Industry eyes continuous satellite production to keep pace with demand


TAMPA, Fla. — The U.S. space industry is several years away from having the capacity for continuous satellite production, according to prime contractors speaking April 8 during a Space Symposium panel in Colorado Springs.

“Some of our component suppliers that we rely on haven’t scaled up yet enough to meet the demand, but they are scaling,” said Ed Zoiss, president of space and airborne systems at L3Harris.

Robert Lightfoot, president of space at Lockheed Martin, highlighted skyrocketing demand with plans to build 650% more satellites over the next five years than were in its pipeline five years ago.

“Granted, these are mostly the small ones for [the Space Development Agency], but it’s still a big, big change in the way we think,” he said, “and on the missile systems and reentry vehicles, I’ve got a 250% increase.”

This marks a major shift for an industry that has traditionally operated on a lumpy production cycle, building large, exquisite systems on a decade-scale cadence.

“It’s not just building the same thing that we’ve always built faster,” said Michelle Parker, vice president of space mission systems at Boeing Defense, Space and Security.

“It is really looking at different ways, different approaches to building lots of automation,” she said, pointing to Boeing’s automated production of integrated payload arrays for SES O3b mPower broadband satellites.

“It completely changed what we were building, and the way we were building it and the time scale that it takes to build it,” she said.

The surge is largely driven by government demand for resilient, proliferated satellite architectures — particularly in low Earth orbit — to support missile warning, communications and other national security priorities.

Help from partners

Parker said Boeing is leveraging capabilities from its 2018 acquisition of small satellite specialist Millennium Space Systems to enable continuous production, allowing upgrades to roll out incrementally instead of waiting to be bundled into a larger spacecraft.

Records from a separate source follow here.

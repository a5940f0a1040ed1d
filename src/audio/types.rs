//! Core audio data types
//!
//! Structures shared across the pipeline: single stereo frames, decoded
//! clips, raw wave descriptors, and the playback state machine.

use crate::error::{Error, Result};

/// AudioFrame represents a single stereo sample (one frame of audio).
///
/// Used for passing audio data between the mixer and the output device.
#[derive(Debug, Clone, Copy, PartialEq)]
pub struct AudioFrame {
    /// Left channel sample
    pub left: f32,

    /// Right channel sample
    pub right: f32,
}

impl AudioFrame {
    /// Create a silent frame (0.0, 0.0)
    pub fn zero() -> Self {
        AudioFrame { left: 0.0, right: 0.0 }
    }

    /// Create a frame from a mono sample (duplicated to both channels)
    pub fn from_mono(sample: f32) -> Self {
        AudioFrame { left: sample, right: sample }
    }

    /// Create a frame from left and right samples
    pub fn from_stereo(left: f32, right: f32) -> Self {
        AudioFrame { left, right }
    }

    /// Apply volume scaling to both channels
    pub fn apply_volume(&mut self, volume: f32) {
        self.left *= volume;
        self.right *= volume;
    }

    /// Add another frame to this frame (for mixing)
    pub fn add(&mut self, other: &AudioFrame) {
        self.left += other.left;
        self.right += other.right;
    }

    /// Clamp samples to valid range [-1.0, 1.0] to prevent clipping
    pub fn clamp(&mut self) {
        self.left = self.left.clamp(-1.0, 1.0);
        self.right = self.right.clamp(-1.0, 1.0);
    }
}

/// Playback state of a sound voice or the music channel.
///
/// Transitions: Stopped → Playing (play), Playing ⇄ Paused (pause/resume),
/// any → Stopped (stop). Play on an already-playing voice restarts it from
/// the beginning; play on a paused voice resumes at position.
#[derive(Debug, Clone, Copy, PartialEq, Eq)]
pub enum PlaybackState {
    /// Not playing; position reset to the start
    Stopped,

    /// Actively producing samples
    Playing,

    /// Suspended; position retained
    Paused,
}

/// Fully decoded audio clip, ready for mixing.
///
/// **Format:**
/// - Samples are f32 (floating point -1.0 to 1.0)
/// - Stereo interleaved: [L, R, L, R, ...]
/// - Kept at native sample rate; the mixer converts to the device rate
#[derive(Debug, Clone)]
pub struct AudioClip {
    /// PCM audio samples (interleaved stereo)
    pub samples: Vec<f32>,

    /// Native sample rate of the source
    pub sample_rate: u32,
}

impl AudioClip {
    /// Create a clip from interleaved stereo samples.
    pub fn new(samples: Vec<f32>, sample_rate: u32) -> Self {
        debug_assert_eq!(samples.len() % 2, 0, "samples must be stereo pairs");
        Self { samples, sample_rate }
    }

    /// Number of stereo frames
    pub fn frames(&self) -> usize {
        self.samples.len() / 2
    }

    /// Clip duration in seconds
    pub fn duration_seconds(&self) -> f32 {
        self.frames() as f32 / self.sample_rate as f32
    }

    /// Get the audio frame at a specific frame index
    pub fn frame(&self, frame_index: usize) -> Option<AudioFrame> {
        let sample_index = frame_index * 2;
        if sample_index + 1 < self.samples.len() {
            Some(AudioFrame {
                left: self.samples[sample_index],
                right: self.samples[sample_index + 1],
            })
        } else {
            None
        }
    }
}

/// Raw PCM wave descriptor.
///
/// `data` holds packed little-endian sample frames whose layout is described
/// by the other fields. Invariant: `data.len()` is a whole number of frames
/// (`channels * bits_per_sample / 8` bytes each); violations surface as
/// `Error::InvalidWave` when the wave is used, never as panics.
#[derive(Debug, Clone)]
pub struct Wave {
    /// Packed sample data
    pub data: Vec<u8>,

    /// Sample rate in Hz
    pub sample_rate: u32,

    /// Bits per sample: 8 (unsigned), 16 (signed LE), or 32 (float LE)
    pub bits_per_sample: u16,

    /// Channel count: 1 (mono) or 2 (stereo)
    pub channels: u16,
}

impl Wave {
    /// Decode an audio file into a raw wave.
    ///
    /// Any format the decoder supports is accepted; the result is always
    /// 32-bit float stereo at the file's native sample rate.
    pub fn load<P: AsRef<std::path::Path>>(path: P) -> Result<Wave> {
        let (samples, sample_rate) = crate::audio::decoder::decode_file(path)?;
        Ok(Self::from_samples(&samples, sample_rate))
    }

    /// Build a 32-bit float stereo wave from interleaved samples.
    pub fn from_samples(samples: &[f32], sample_rate: u32) -> Wave {
        let mut data = Vec::with_capacity(samples.len() * 4);
        for sample in samples {
            data.extend_from_slice(&sample.to_le_bytes());
        }

        Wave {
            data,
            sample_rate,
            bits_per_sample: 32,
            channels: 2,
        }
    }

    /// Data size in bytes
    pub fn data_size(&self) -> usize {
        self.data.len()
    }

    /// Size of one frame (all channels) in bytes
    pub fn bytes_per_frame(&self) -> usize {
        self.channels as usize * (self.bits_per_sample as usize / 8)
    }

    /// Number of sample frames described by the data
    pub fn frame_count(&self) -> usize {
        let bpf = self.bytes_per_frame();
        if bpf == 0 {
            0
        } else {
            self.data.len() / bpf
        }
    }

    /// Wave duration in seconds
    pub fn duration_seconds(&self) -> f32 {
        if self.sample_rate == 0 {
            return 0.0;
        }
        self.frame_count() as f32 / self.sample_rate as f32
    }

    /// Check the descriptor invariants.
    pub fn validate(&self) -> Result<()> {
        if !matches!(self.bits_per_sample, 8 | 16 | 32) {
            return Err(Error::InvalidWave(format!(
                "unsupported bits per sample: {}",
                self.bits_per_sample
            )));
        }

        if !matches!(self.channels, 1 | 2) {
            return Err(Error::InvalidWave(format!(
                "unsupported channel count: {}",
                self.channels
            )));
        }

        if self.sample_rate == 0 {
            return Err(Error::InvalidWave("sample rate is zero".to_string()));
        }

        if self.data.len() % self.bytes_per_frame() != 0 {
            return Err(Error::InvalidWave(format!(
                "data size {} is not a whole number of {}-byte frames",
                self.data.len(),
                self.bytes_per_frame()
            )));
        }

        Ok(())
    }

    /// Convert the raw data into a mixable clip (stereo f32).
    ///
    /// Mono sources are duplicated to both channels.
    pub fn to_clip(&self) -> Result<AudioClip> {
        self.validate()?;

        let frames = self.frame_count();
        let mut samples = Vec::with_capacity(frames * 2);
        let bytes_per_sample = self.bits_per_sample as usize / 8;

        for frame_idx in 0..frames {
            let base = frame_idx * self.bytes_per_frame();

            let mut channel_sample = |ch: usize| -> f32 {
                let offset = base + ch * bytes_per_sample;
                match self.bits_per_sample {
                    8 => (self.data[offset] as i32 - 128) as f32 / 128.0,
                    16 => {
                        let raw = i16::from_le_bytes([self.data[offset], self.data[offset + 1]]);
                        raw as f32 / i16::MAX as f32
                    }
                    _ => f32::from_le_bytes([
                        self.data[offset],
                        self.data[offset + 1],
                        self.data[offset + 2],
                        self.data[offset + 3],
                    ]),
                }
            };

            let left = channel_sample(0);
            let right = if self.channels == 2 { channel_sample(1) } else { left };
            samples.push(left);
            samples.push(right);
        }

        Ok(AudioClip::new(samples, self.sample_rate))
    }
}

#[cfg(test)]
mod tests {
    use super::*;

    #[test]
    fn test_audio_frame_zero() {
        let frame = AudioFrame::zero();
        assert_eq!(frame.left, 0.0);
        assert_eq!(frame.right, 0.0);
    }

    #[test]
    fn test_audio_frame_from_mono() {
        let frame = AudioFrame::from_mono(0.5);
        assert_eq!(frame.left, 0.5);
        assert_eq!(frame.right, 0.5);
    }

    #[test]
    fn test_audio_frame_apply_volume() {
        let mut frame = AudioFrame::from_stereo(0.5, -0.5);
        frame.apply_volume(0.5);
        assert_eq!(frame.left, 0.25);
        assert_eq!(frame.right, -0.25);
    }

    #[test]
    fn test_audio_frame_add_and_clamp() {
        let mut frame = AudioFrame::from_stereo(0.8, -0.9);
        frame.add(&AudioFrame::from_stereo(0.8, -0.9));
        frame.clamp();
        assert_eq!(frame.left, 1.0);
        assert_eq!(frame.right, -1.0);
    }

    #[test]
    fn test_clip_duration_and_frame() {
        let samples = vec![0.1, 0.2, 0.3, 0.4];
        let clip = AudioClip::new(samples, 44100);

        assert_eq!(clip.frames(), 2);
        let frame = clip.frame(1).unwrap();
        assert_eq!(frame.left, 0.3);
        assert_eq!(frame.right, 0.4);
        assert!(clip.frame(2).is_none());
    }

    #[test]
    fn test_wave_f32_round_trip() {
        let samples = vec![0.0, 0.25, -0.5, 1.0];
        let wave = Wave::from_samples(&samples, 48000);

        assert_eq!(wave.frame_count(), 2);
        let clip = wave.to_clip().unwrap();
        assert_eq!(clip.samples, samples);
        assert_eq!(clip.sample_rate, 48000);
    }

    #[test]
    fn test_wave_mono_16bit_to_clip() {
        // Two mono frames: full scale and half scale
        let data = [
            i16::MAX.to_le_bytes(),
            (i16::MAX / 2).to_le_bytes(),
        ]
        .concat();

        let wave = Wave {
            data,
            sample_rate: 22050,
            bits_per_sample: 16,
            channels: 1,
        };

        let clip = wave.to_clip().unwrap();
        assert_eq!(clip.frames(), 2);
        // Mono duplicated to both channels
        assert_eq!(clip.samples[0], clip.samples[1]);
        assert!((clip.samples[0] - 1.0).abs() < 1e-6);
    }

    #[test]
    fn test_wave_validate_rejects_partial_frame() {
        let wave = Wave {
            data: vec![0u8; 5],
            sample_rate: 44100,
            bits_per_sample: 16,
            channels: 2,
        };
        assert!(wave.validate().is_err());
    }

    #[test]
    fn test_wave_validate_rejects_bad_bits() {
        let wave = Wave {
            data: vec![0u8; 4],
            sample_rate: 44100,
            bits_per_sample: 24,
            channels: 2,
        };
        assert!(wave.validate().is_err());
    }

    #[test]
    fn test_wave_duration() {
        let wave = Wave {
            data: vec![0u8; 44100 * 4], // 1 second of 16-bit stereo
            sample_rate: 44100,
            bits_per_sample: 16,
            channels: 2,
        };
        assert!((wave.duration_seconds() - 1.0).abs() < 1e-6);
    }
}
//! Shared helpers for integration tests: WAV fixture generation.

#![allow(dead_code)]

use std::path::PathBuf;

/// Write a 16-bit sine wave WAV and return its path.
pub fn write_sine_wav(
    dir: &tempfile::TempDir,
    name: &str,
    frames: u32,
    sample_rate: u32,
    channels: u16,
) -> PathBuf {
    let path = dir.path().join(name);
    let spec = hound::WavSpec {
        channels,
        sample_rate,
        bits_per_sample: 16,
        sample_format: hound::SampleFormat::Int,
    };

    let mut writer = hound::WavWriter::create(&path, spec).unwrap();
    for i in 0..frames {
        let t = i as f32 / sample_rate as f32;
        let sample = (2.0 * std::f32::consts::PI * 440.0 * t).sin() * 0.5;
        let value = (sample * i16::MAX as f32) as i16;
        for _ in 0..channels {
            writer.write_sample(value).unwrap();
        }
    }
    writer.finalize().unwrap();

    path
}

/// Write a stereo WAV whose left channel counts up by frame index, so
/// consumed audio reveals its position. The right channel stays zero.
pub fn write_ramp_wav(
    dir: &tempfile::TempDir,
    name: &str,
    frames: u32,
    sample_rate: u32,
) -> PathBuf {
    let path = dir.path().join(name);
    let spec = hound::WavSpec {
        channels: 2,
        sample_rate,
        bits_per_sample: 16,
        sample_format: hound::SampleFormat::Int,
    };

    let mut writer = hound::WavWriter::create(&path, spec).unwrap();
    for i in 0..frames {
        writer.write_sample((i % 1000) as i16).unwrap();
        writer.write_sample(0i16).unwrap();
    }
    writer.finalize().unwrap();

    path
}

Founded in 2001, Millennium had about 200 employees and was delivering one satellite a year when Boeing acquired it.

“They are just about to cross 1,000 people with nearly a 100 satellite backlog,” she said, “and ramping up double-digit deliveries of satellites this year, and continuing to ramp up.”

Although Lockheed Martin recently acquired small satellite maker Terran Orbital, Lightfoot said the company is less interested in vertical integration and prefers to partner.

“I want to go horizontal because the capabilities are out there in a lot of the new entrants,” he said.

While it can be challenging, Lightfoot said that visibility into where other primes are investing helps them avoid duplicating efforts and instead form partnerships, rather than spending resources trying to catch up or keep pace.

Large primes can also team up with smaller entrants to exchange access to advanced capabilities for the scale and support an established player can provide.

“Most of my meetings this week are actually with what we would call new entrants,” he said.

Scale challenges

Zoiss warned that outdated security practices continue to inhibit the collaboration needed to scale and work more efficiently.

“I can’t tell you how many times I’ve had some of our government customers say … industry knows more about what the government’s doing than government, because we’ve stovepiped so many of these things,” he said.

“In fact, I would venture to say that all of my peers at one point have gone up to a customer and said, hey, did you know that customer X is doing the same thing that you’re asking me to do, and you’re going to pay me for it, while the other customer has either already developed it or I’m already under contract to develop it for them?”

While Zoiss said the U.S. government is working to address the issue, he stressed: “I don’t think it could happen fast enough.”

Knowledge sharing is also becoming increasingly critical as a generation of leaders prepares to retire from the industry, said Chris Adams, sector vice president and general manager of strategic space systems at Northrop Grumman.

“The rate at which we are going to have to create leadership and create leaders of leaders is growing,” Adams said.

“I think some of us might have come up quickly, relative to our timeline in the industry. I would argue that quickness of the past is now the average of the future, and figuring out how to do that effectively and in an engaging way is a challenge, but also a tremendous opportunity for the new generation.”